Se osserviamo questi avvenimenti in prospettiva, il recente dibattito interno al variegato mondo della sinistra indipendentista non si è generato dal nulla. La storia della lotta armata di ETA e il suo rapporto con le organizzazioni politiche e sociali che, più o meno direttamente, la hanno sostenuta, è caratterizzato da alcuni cambiamenti di strategia piuttosto rilevanti. Pur caratterizzandosi per l’uso della violenza, il ruolo e il significato della violenza nella strategia indipendentista è cambiato nel corso del tempo. In particolare, a partire dagli anni ’90, dopo il fallimento dei negoziati di Algeri tra ETA e i rappresentanti del governo spagnolo della fine degli ’80, si è prodotto un crescente protagonismo dei “politici” rispetto ai “militari” all’interno del movimento. Il dibattito avvenuto tra il 2008 e il 2010 è anche il risultato di quel lungo e altalenante processo. Altri fattori intervenenti hanno sicuramente favorito un’accelerazione del processo che ha portato poi alla fine della lotta armata. Tra questi c’è sicuramente uno stallo, o comunque una difficoltà di ETA sul piano militare, ma anche altri elementi come un intervento importante di facilitatori internazionali (tra cui spicca l’avvocato sudafricano Brian Currin) che hanno “oliato la macchina”.
 

In molti si sono sorpresi del fatto che la scelta dell’ETA non ha indebolito la sinistra aberzale, ma l’ha, al contrario, rafforzata. Come te lo spieghi?

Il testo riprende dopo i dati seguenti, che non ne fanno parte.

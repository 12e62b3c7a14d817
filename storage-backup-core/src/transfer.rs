//! Single-object transfers between the local filesystem and remote storage.
//!
//! Both directions report failure as `false` after logging it, so the calling
//! pipeline can count successes and move on to the next file.

use std::fs;
use std::path::Path;

use tracing::{debug, error};

use crate::content_type::content_type;
use crate::contract::{StorageClient, UploadOptions};

/// Download `remote_path` from `bucket` into `local_path`, creating parent
/// directories and overwriting an existing file.
pub async fn download_file<C>(client: &C, bucket: &str, remote_path: &str, local_path: &Path) -> bool
where
    C: StorageClient + ?Sized,
{
    let bytes = match client.download(bucket, remote_path).await {
        Ok(bytes) => bytes,
        Err(e) => {
            error!(bucket, path = remote_path, error = %e, "Error downloading object");
            return false;
        }
    };

    if let Some(parent) = local_path.parent() {
        if let Err(e) = fs::create_dir_all(parent) {
            error!(bucket, path = remote_path, dir = %parent.display(), error = ?e, "Failed to create local directory");
            return false;
        }
    }

    match fs::write(local_path, &bytes) {
        Ok(()) => {
            debug!(bucket, path = remote_path, local = %local_path.display(), size = bytes.len(), "Wrote object to disk");
            true
        }
        Err(e) => {
            error!(bucket, path = remote_path, local = %local_path.display(), error = ?e, "Failed to write downloaded object");
            false
        }
    }
}

/// Upload the file at `local_path` to `remote_path` in `bucket`, overwriting any
/// existing object. The content type is inferred from the remote path.
pub async fn upload_file<C>(client: &C, bucket: &str, remote_path: &str, local_path: &Path) -> bool
where
    C: StorageClient + ?Sized,
{
    let content = match fs::read(local_path) {
        Ok(content) => content,
        Err(e) => {
            error!(bucket, path = remote_path, local = %local_path.display(), error = ?e, "Failed to read local file");
            return false;
        }
    };
    let size = content.len();
    let options = UploadOptions {
        content_type: content_type(remote_path).to_string(),
        upsert: true,
    };

    match client.upload(bucket, remote_path, content, options).await {
        Ok(()) => {
            debug!(bucket, path = remote_path, size, "Uploaded object");
            true
        }
        Err(e) => {
            error!(bucket, path = remote_path, error = %e, "Error uploading object");
            false
        }
    }
}
use anyhow::Result;
use clap::Parser;
use storage_backup::cli::{run, Cli};

#[tokio::main]
async fn main() -> Result<()> {
    // Load `.env` from the working directory only
    dotenvy::from_path(".env").ok();

    // Initialize tracing for the CLI.
    tracing_subscriber::fmt::init();
    tracing::info!("CLI application startup: tracing initialised, environment loaded");

    let cli = Cli::parse();
    tracing::info!("CLI arguments parsed, invoking run");
    let result = run(cli).await;
    match &result {
        Ok(_) => tracing::info!("CLI completed successfully"),
        Err(e) => tracing::error!(error = %e, "CLI exited with error"),
    }
    result
}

Il successo di consensi elettorali, e non solo, per gli indipendentisti risulta meno sorprendente se si considera il dibattito interno alla sinistra indipendentista a cui ho fatto riferimento in precedenza. Sono le organizzazioni politiche del movimento che hanno deciso di porre l’accento sulle armi della politica, e di mettere da parte la politica delle armi. Una scelta che ha sbloccato alcune importanti divisioni che caratterizzavano la società basca. Negli ultimi anni, infatti, diversi settori politici e sociali baschi hanno condiviso in maniera sostanziale alcuni degli obiettivi politici della sinistra abertzale “storica”, ma le divisioni sulla questione dell’uso della violenza non permettevano la sinergia tra le diverse forze “sovraniste”. La fine della lotta armata ha facilitato una riarticolazione dei campi politici, e il rafforzamento della coalizione indipendentista, di cui l’izquierda abertzale è solo una delle componenti.

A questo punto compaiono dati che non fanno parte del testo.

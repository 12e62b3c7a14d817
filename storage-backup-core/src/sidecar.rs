//! Reading and writing the `buckets.json` sidecar.
//!
//! The sidecar is a pretty-printed (2-space) JSON array of [`Bucket`] records and is
//! the only state carried from a backup run to a restore run.

use std::fs;
use std::path::Path;

use tracing::{debug, info};

use crate::contract::Bucket;
use crate::error::SidecarError;

/// Write `buckets` to `path`, replacing any previous sidecar.
pub fn write_sidecar(path: &Path, buckets: &[Bucket]) -> Result<(), SidecarError> {
    let json = serde_json::to_string_pretty(buckets).map_err(|source| SidecarError::Json {
        path: path.to_path_buf(),
        source,
    })?;
    if let Some(parent) = path.parent() {
        fs::create_dir_all(parent).map_err(|source| SidecarError::Io {
            path: parent.to_path_buf(),
            source,
        })?;
    }
    fs::write(path, json).map_err(|source| SidecarError::Io {
        path: path.to_path_buf(),
        source,
    })?;
    info!(path = %path.display(), buckets = buckets.len(), "Wrote bucket sidecar");
    Ok(())
}

/// Read the sidecar at `path`. A missing file yields an empty list.
pub fn read_sidecar(path: &Path) -> Result<Vec<Bucket>, SidecarError> {
    if !path.exists() {
        debug!(path = %path.display(), "No bucket sidecar present");
        return Ok(Vec::new());
    }
    let content = fs::read_to_string(path).map_err(|source| SidecarError::Io {
        path: path.to_path_buf(),
        source,
    })?;
    let buckets: Vec<Bucket> =
        serde_json::from_str(&content).map_err(|source| SidecarError::Json {
            path: path.to_path_buf(),
            source,
        })?;
    info!(path = %path.display(), buckets = buckets.len(), "Read bucket sidecar");
    Ok(buckets)
}
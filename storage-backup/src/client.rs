//! # Supabase Storage client
//!
//! Production implementation of the core `StorageClient` trait.
//!
//! [`SupabaseStorageClient`] talks to `<url>/storage/v1/...` with the service role
//! key sent both as a bearer token and as the `apikey` header. Every transport,
//! status and decoding failure is mapped to a core [`StorageError`]; the pipelines
//! decide whether it is fatal.
//!
//! Listing items with a `null` id are folders. See [`ListItem`].

use anyhow::{bail, Context};
use async_trait::async_trait;
use reqwest::{Method, RequestBuilder, Response, Url};
use serde::{Deserialize, Serialize};

use storage_backup_core::config::StorageConfig;
use storage_backup_core::contract::{
    Bucket, ListOptions, ObjectMetadata, RemoteEntry, StorageClient, UploadOptions,
};
use storage_backup_core::error::StorageError;

pub struct SupabaseStorageClient {
    http: reqwest::Client,
    base: Url,
    key: String,
}

/// One item of an `object/list` response.
#[derive(Debug, Deserialize)]
pub struct ListItem {
    pub name: String,
    #[serde(default)]
    pub id: Option<String>,
    #[serde(default)]
    pub metadata: Option<ItemMetadata>,
}

#[derive(Debug, Default, Deserialize)]
pub struct ItemMetadata {
    #[serde(default)]
    pub size: Option<u64>,
    #[serde(default)]
    pub mimetype: Option<String>,
}

impl From<ListItem> for RemoteEntry {
    fn from(item: ListItem) -> Self {
        match item.id {
            Some(id) => {
                let metadata = item.metadata.unwrap_or_default();
                RemoteEntry::File {
                    name: item.name,
                    metadata: ObjectMetadata {
                        id,
                        size: metadata.size,
                        mimetype: metadata.mimetype,
                    },
                }
            }
            None => RemoteEntry::Folder { name: item.name },
        }
    }
}

#[derive(Serialize)]
struct ListRequest<'a> {
    prefix: &'a str,
    limit: u32,
    offset: u32,
    #[serde(rename = "sortBy")]
    sort_by: SortBy,
}

#[derive(Serialize)]
struct SortBy {
    column: &'static str,
    order: &'static str,
}

#[derive(Serialize)]
struct CreateBucketRequest<'a> {
    id: &'a str,
    name: &'a str,
    public: bool,
    #[serde(skip_serializing_if = "Option::is_none")]
    file_size_limit: Option<u64>,
    #[serde(skip_serializing_if = "Option::is_none")]
    allowed_mime_types: Option<&'a [String]>,
}

/// Extract the `message` field of a storage error body, falling back to the raw body.
pub fn api_error_message(body: &str) -> String {
    serde_json::from_str::<serde_json::Value>(body)
        .ok()
        .and_then(|v| v.get("message").and_then(|m| m.as_str()).map(str::to_string))
        .unwrap_or_else(|| body.to_string())
}

fn request_error(e: reqwest::Error) -> StorageError {
    StorageError::Request(e.to_string())
}

/// Turn a non-success response into [`StorageError::Api`].
async fn check(response: Response) -> Result<Response, StorageError> {
    let status = response.status();
    if status.is_success() {
        return Ok(response);
    }
    let body = response.text().await.unwrap_or_default();
    Err(StorageError::Api {
        status: status.as_u16(),
        message: api_error_message(&body),
    })
}

async fn decode<T: serde::de::DeserializeOwned>(response: Response) -> Result<T, StorageError> {
    let bytes = response.bytes().await.map_err(request_error)?;
    serde_json::from_slice(&bytes).map_err(|e| StorageError::Decode(e.to_string()))
}

impl SupabaseStorageClient {
    pub fn new(config: &StorageConfig) -> anyhow::Result<Self> {
        let base = Url::parse(&config.url)
            .with_context(|| format!("Invalid storage URL {:?}", config.url))?;
        if base.cannot_be_a_base() {
            bail!("Storage URL {:?} cannot be used as a base URL", config.url);
        }
        tracing::info!(
            url = %base,
            key_set = !config.service_role_key.is_empty(),
            "Initialized SupabaseStorageClient"
        );
        Ok(Self {
            http: reqwest::Client::new(),
            base,
            key: config.service_role_key.clone(),
        })
    }

    /// `<base>/storage/v1/<segments...>`, each segment percent-encoded.
    pub fn endpoint<'a, I>(&self, segments: I) -> Result<Url, StorageError>
    where
        I: IntoIterator<Item = &'a str>,
    {
        let mut url = self.base.clone();
        url.path_segments_mut()
            .map_err(|_| StorageError::Request(format!("cannot build URL from {}", self.base)))?
            .pop_if_empty()
            .extend(["storage", "v1"])
            .extend(segments);
        Ok(url)
    }

    /// URL of one object: `object/<bucket>/<path>` with `path` split on `/`.
    pub fn object_url(&self, bucket: &str, path: &str) -> Result<Url, StorageError> {
        self.endpoint(["object", bucket].into_iter().chain(path.split('/')))
    }

    fn request(&self, method: Method, url: Url) -> RequestBuilder {
        self.http
            .request(method, url)
            .bearer_auth(&self.key)
            .header("apikey", &self.key)
    }
}

#[async_trait]
impl StorageClient for SupabaseStorageClient {
    async fn list_buckets(&self) -> Result<Vec<Bucket>, StorageError> {
        let url = self.endpoint(["bucket"])?;
        tracing::debug!(url = %url, "Listing buckets");
        let response = self
            .request(Method::GET, url)
            .send()
            .await
            .map_err(request_error)?;
        let buckets: Vec<Bucket> = decode(check(response).await?).await?;
        tracing::info!(count = buckets.len(), "Fetched buckets");
        Ok(buckets)
    }

    async fn create_bucket(&self, bucket: Bucket) -> Result<(), StorageError> {
        let url = self.endpoint(["bucket"])?;
        let body = CreateBucketRequest {
            id: &bucket.name,
            name: &bucket.name,
            public: bucket.public,
            file_size_limit: bucket.file_size_limit,
            allowed_mime_types: bucket.allowed_mime_types.as_deref(),
        };
        let response = self
            .request(Method::POST, url)
            .json(&body)
            .send()
            .await
            .map_err(request_error)?;
        check(response).await?;
        tracing::info!(bucket = %bucket.name, public = bucket.public, "Created bucket");
        Ok(())
    }

    async fn list(
        &self,
        bucket: &str,
        prefix: &str,
        options: ListOptions,
    ) -> Result<Vec<RemoteEntry>, StorageError> {
        let url = self.endpoint(["object", "list", bucket])?;
        let body = ListRequest {
            prefix,
            limit: options.limit,
            offset: options.offset,
            sort_by: SortBy {
                column: "name",
                order: "asc",
            },
        };
        let response = self
            .request(Method::POST, url)
            .json(&body)
            .send()
            .await
            .map_err(request_error)?;
        let items: Vec<ListItem> = decode(check(response).await?).await?;
        Ok(items.into_iter().map(RemoteEntry::from).collect())
    }

    async fn download(&self, bucket: &str, path: &str) -> Result<Vec<u8>, StorageError> {
        let url = self.object_url(bucket, path)?;
        let response = self
            .request(Method::GET, url)
            .send()
            .await
            .map_err(request_error)?;
        let bytes = check(response).await?.bytes().await.map_err(request_error)?;
        Ok(bytes.to_vec())
    }

    async fn upload(
        &self,
        bucket: &str,
        path: &str,
        content: Vec<u8>,
        options: UploadOptions,
    ) -> Result<(), StorageError> {
        let url = self.object_url(bucket, path)?;
        let response = self
            .request(Method::POST, url)
            .header(reqwest::header::CONTENT_TYPE, options.content_type)
            .header(reqwest::header::CACHE_CONTROL, "max-age=3600")
            .header("x-upsert", if options.upsert { "true" } else { "false" })
            .body(content)
            .send()
            .await
            .map_err(request_error)?;
        check(response).await?;
        Ok(())
    }
}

LA LEGALIZZAZIONE DEI PARTITI DI SINISTRA

Dopo anni in cui alle forze politiche vicine all’ETA era stato proibito candidarsi vediamo oggi la presentazione di coalizioni aberzale. La legalizzazione di Sortu, nonostante enormi pressioni in senso opposto, è un segnale distensivo? Credi che da parte dei giudici ci sia stata l’intenzione di dare un segnale di apertura? Come giudichi in generale la politica dello stato spagnolo dopo l’abbandono delle armi dell’ETA?

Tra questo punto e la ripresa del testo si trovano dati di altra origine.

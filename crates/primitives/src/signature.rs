use alloy_primitives::{Address, B256, Signature};

/// Length of the minimal recoverable ECDSA signature: `r || s || v`.
pub const SIGNATURE_LEN: usize = 65;

/// Width of one chunk inside a concatenated multi-signature blob.
///
/// A chunk is the 65 signature bytes followed by 7 reserved bytes that keep
/// chunks 8-byte aligned; the reserved bytes are ignored on decode.
pub const SIGNATURE_CHUNK_LEN: usize = 72;

/// Why signature bytes could not be turned into a signer address.
#[derive(Clone, Copy, Debug, PartialEq, Eq, thiserror::Error)]
pub enum SignatureError {
    #[error("signature is {0} bytes, expected 65 or 72")]
    InvalidLength(usize),
    #[error("multi-signature blob of {0} bytes is not a non-zero multiple of 72")]
    InvalidBlobLength(usize),
    #[error("signature bytes do not recover to an address")]
    Unrecoverable,
}

/// Recover the address that signed `hash` from one signature chunk.
///
/// Accepts the minimal 65-byte triple or a lone padded 72-byte chunk. Any
/// other length, a malformed parity byte, or a failed curve recovery is an
/// error; the caller decides what a bad signature aborts.
pub fn recover_signer(hash: &B256, bytes: &[u8]) -> Result<Address, SignatureError> {
    if bytes.len() != SIGNATURE_LEN && bytes.len() != SIGNATURE_CHUNK_LEN {
        return Err(SignatureError::InvalidLength(bytes.len()));
    }
    let signature = Signature::from_raw(&bytes[..SIGNATURE_LEN])
        .map_err(|_| SignatureError::Unrecoverable)?;
    signature
        .recover_address_from_prehash(hash)
        .map_err(|_| SignatureError::Unrecoverable)
}

/// Split a concatenated multi-signature blob into canonical chunks.
///
/// The blob length must be a non-zero multiple of [`SIGNATURE_CHUNK_LEN`];
/// chunks are yielded in blob order.
pub fn split_chunks(blob: &[u8]) -> Result<impl Iterator<Item = &[u8]>, SignatureError> {
    if blob.is_empty() || blob.len() % SIGNATURE_CHUNK_LEN != 0 {
        return Err(SignatureError::InvalidBlobLength(blob.len()));
    }
    Ok(blob.chunks_exact(SIGNATURE_CHUNK_LEN))
}

/// Recover one signer per chunk of `blob`, in blob order.
///
/// Recovery is mechanical; membership and duplicate policy are the
/// caller's. Keeping the stages separate keeps both testable.
pub fn recover_all(hash: &B256, blob: &[u8]) -> Result<Vec<Address>, SignatureError> {
    split_chunks(blob)?
        .map(|chunk| recover_signer(hash, chunk))
        .collect()
}

#[cfg(test)]
mod tests {
    use super::*;
    use alloy_signer::SignerSync;
    use alloy_signer_local::PrivateKeySigner;
    use test_case::test_case;

    fn signed_chunk(signer: &PrivateKeySigner, hash: &B256) -> [u8; SIGNATURE_CHUNK_LEN] {
        let mut chunk = [0u8; SIGNATURE_CHUNK_LEN];
        chunk[..SIGNATURE_LEN]
            .copy_from_slice(&signer.sign_hash_sync(hash).unwrap().as_bytes());
        chunk
    }

    #[test]
    fn recovers_the_signing_address() {
        let signer = PrivateKeySigner::random();
        let hash = B256::random();
        let signature = signer.sign_hash_sync(&hash).unwrap();

        let recovered = recover_signer(&hash, &signature.as_bytes()).unwrap();
        assert_eq!(recovered, signer.address());

        // A different hash recovers to a different address, not an error.
        let other = recover_signer(&B256::random(), &signature.as_bytes()).unwrap();
        assert_ne!(other, signer.address());
    }

    #[test]
    fn padded_chunk_recovers_identically() {
        let signer = PrivateKeySigner::random();
        let hash = B256::random();
        let chunk = signed_chunk(&signer, &hash);

        assert_eq!(recover_signer(&hash, &chunk).unwrap(), signer.address());

        // Reserved bytes are ignored, whatever their value.
        let mut dirty = chunk;
        dirty[SIGNATURE_LEN..].copy_from_slice(&[0xff; 7]);
        assert_eq!(recover_signer(&hash, &dirty).unwrap(), signer.address());
    }

    #[test_case(0)]
    #[test_case(3)]
    #[test_case(64)]
    #[test_case(66)]
    #[test_case(130)]
    fn wrong_lengths_are_rejected(len: usize) {
        let hash = B256::random();
        assert_eq!(
            recover_signer(&hash, &vec![0u8; len]),
            Err(SignatureError::InvalidLength(len))
        );
    }

    #[test]
    fn garbage_bytes_do_not_recover() {
        let hash = B256::random();
        // Parity byte 0x7f is not a valid v value.
        let mut bytes = [0x01u8; SIGNATURE_LEN];
        bytes[64] = 0x7f;
        assert_eq!(
            recover_signer(&hash, &bytes),
            Err(SignatureError::Unrecoverable)
        );
    }

    #[test]
    fn blob_length_must_be_a_chunk_multiple() {
        let hash = B256::random();
        assert_eq!(
            recover_all(&hash, &[]),
            Err(SignatureError::InvalidBlobLength(0))
        );
        assert_eq!(
            recover_all(&hash, &vec![0u8; SIGNATURE_LEN]),
            Err(SignatureError::InvalidBlobLength(SIGNATURE_LEN))
        );
        assert_eq!(
            recover_all(&hash, &vec![0u8; SIGNATURE_CHUNK_LEN + 1]),
            Err(SignatureError::InvalidBlobLength(SIGNATURE_CHUNK_LEN + 1))
        );
    }

    #[test]
    fn recovers_chunks_in_blob_order() {
        let first = PrivateKeySigner::random();
        let second = PrivateKeySigner::random();
        let hash = B256::random();

        let mut blob = Vec::new();
        blob.extend_from_slice(&signed_chunk(&first, &hash));
        blob.extend_from_slice(&signed_chunk(&second, &hash));

        let recovered = recover_all(&hash, &blob).unwrap();
        assert_eq!(recovered, vec![first.address(), second.address()]);
    }
}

Nel sistema istituzionale spagnolo il potere giudiziario è fortemente influenzato da quello politico, e dall’esecutivo in particolare. Un’influenza che risulta particolarmente evidente nei giudizi e decisioni relativi al conflitto basco, sottoposti a legislazione di eccezione, che favorisce la pratica della tortura, e alla giurisdizione della Audiencia Nacional, tribunale speciale erede diretto del Tribunal del Orden Público dei tempi del franchismo. Come ho detto in precedenza, il cambiamento del quadro politico basco è iniziato ben prima della dichiarazione di ETA dell’ottobre 2011. Nella società basca tutti gli attori politici e sociali erano consapevoli del fatto che si stava procedendo verso la fine della lotta armata. Al di là delle dichiarazioni ufficiali dei leader socialisti e popolari, tanto a livello basco quanto a livello generale spagnolo, il cambiamento di fase e di scenario era evidente e di fatto, nel retroscena della politica, riconosciuto anche dal campo “costituzionalista/spagnolista”. Ad esempio il governo basco a guida socialista ha rapidamente ridimensionato i programmi di scorta destinati alle categorie minacciate da ETA. La decisione del Tribunale Costituzionale del giugno 2012 sulla legalizzazione di Sortu(preceduta dall’ammissione “in zona Cesarini” della coalizione Bildu alle elezioni amministrative del maggio 2011) va inserita in questo contesto.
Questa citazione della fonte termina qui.